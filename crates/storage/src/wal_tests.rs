// SPDX-License-Identifier: BUSL-1.1
// Copyright (c) 2026 Alfred Jean LLC

use super::*;
use gyre_core::{CyclePoint, TaskId};
use std::io::Write as _;
use tempfile::tempdir;

fn test_event(name: &str) -> Event {
    Event::TaskSpawned {
        id: TaskId::new(name, CyclePoint::Integer(1)),
        is_held: false,
    }
}

#[test]
fn open_creates_file() {
    let dir = tempdir().unwrap();
    let path = dir.path().join("wal").join("events.wal");

    let wal = Wal::open(&path, 0).unwrap();

    assert!(path.exists());
    assert_eq!(wal.write_seq(), 0);
    assert_eq!(wal.processed_seq(), 0);
}

#[test]
fn append_and_flush() {
    let dir = tempdir().unwrap();
    let path = dir.path().join("test.wal");

    let mut wal = Wal::open(&path, 0).unwrap();

    let seq1 = wal.append(&test_event("a")).unwrap();
    let seq2 = wal.append(&test_event("b")).unwrap();

    assert_eq!(seq1, 1);
    assert_eq!(seq2, 2);

    wal.flush().unwrap();

    let metadata = std::fs::metadata(&path).unwrap();
    assert!(metadata.len() > 0);
}

#[test]
fn next_unprocessed_in_order() {
    let dir = tempdir().unwrap();
    let path = dir.path().join("test.wal");

    let mut wal = Wal::open(&path, 0).unwrap();
    wal.append(&test_event("a")).unwrap();
    wal.append(&test_event("b")).unwrap();

    let entry1 = wal.next_unprocessed().unwrap().unwrap();
    assert_eq!(entry1.seq, 1);
    assert_eq!(entry1.event, test_event("a"));

    let entry2 = wal.next_unprocessed().unwrap().unwrap();
    assert_eq!(entry2.seq, 2);

    assert!(wal.next_unprocessed().unwrap().is_none());
}

#[test]
fn mark_processed_advances() {
    let dir = tempdir().unwrap();
    let path = dir.path().join("test.wal");

    let mut wal = Wal::open(&path, 0).unwrap();
    wal.append(&test_event("a")).unwrap();
    wal.flush().unwrap();

    let entry = wal.next_unprocessed().unwrap().unwrap();
    wal.mark_processed(entry.seq);
    assert_eq!(wal.processed_seq(), 1);

    // mark_processed never goes backwards.
    wal.mark_processed(0);
    assert_eq!(wal.processed_seq(), 1);
}

#[test]
fn reopen_replays_past_processed_seq() {
    let dir = tempdir().unwrap();
    let path = dir.path().join("test.wal");

    {
        let mut wal = Wal::open(&path, 0).unwrap();
        for name in ["a", "b", "c"] {
            wal.append(&test_event(name)).unwrap();
        }
        wal.flush().unwrap();
    }

    // Reopen as after a restart whose snapshot covered seq 1.
    let mut wal = Wal::open(&path, 1).unwrap();
    assert_eq!(wal.write_seq(), 3);

    let entry = wal.next_unprocessed().unwrap().unwrap();
    assert_eq!(entry.seq, 2);
    assert_eq!(entry.event, test_event("b"));
    let entry = wal.next_unprocessed().unwrap().unwrap();
    assert_eq!(entry.seq, 3);
    assert!(wal.next_unprocessed().unwrap().is_none());

    // New appends continue the sequence.
    assert_eq!(wal.append(&test_event("d")).unwrap(), 4);
}

#[test]
fn corrupt_trailing_line_is_dropped() {
    let dir = tempdir().unwrap();
    let path = dir.path().join("test.wal");

    {
        let mut wal = Wal::open(&path, 0).unwrap();
        wal.append(&test_event("a")).unwrap();
        wal.flush().unwrap();
    }
    {
        // Simulate a torn write.
        let mut file = OpenOptions::new().append(true).open(&path).unwrap();
        file.write_all(b"{\"seq\": 2, \"event\": {\"ty").unwrap();
    }

    let mut wal = Wal::open(&path, 0).unwrap();
    assert_eq!(wal.write_seq(), 1);
    let entry = wal.next_unprocessed().unwrap().unwrap();
    assert_eq!(entry.seq, 1);
    assert!(wal.next_unprocessed().unwrap().is_none());
}

#[test]
fn compact_truncates() {
    let dir = tempdir().unwrap();
    let path = dir.path().join("test.wal");

    let mut wal = Wal::open(&path, 0).unwrap();
    wal.append(&test_event("a")).unwrap();
    wal.flush().unwrap();
    assert!(std::fs::metadata(&path).unwrap().len() > 0);

    wal.compact().unwrap();
    assert_eq!(std::fs::metadata(&path).unwrap().len(), 0);

    // Sequence numbering continues after compaction.
    assert_eq!(wal.append(&test_event("b")).unwrap(), 2);
}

★ ★ ★ ★ ★

Work instruction
Wherever "TaskId" occurs in the entries above, copy the line it sits on.

Exercise solution
use gyre_core::{CyclePoint, TaskId};
        id: TaskId::new(name, CyclePoint::Integer(1)),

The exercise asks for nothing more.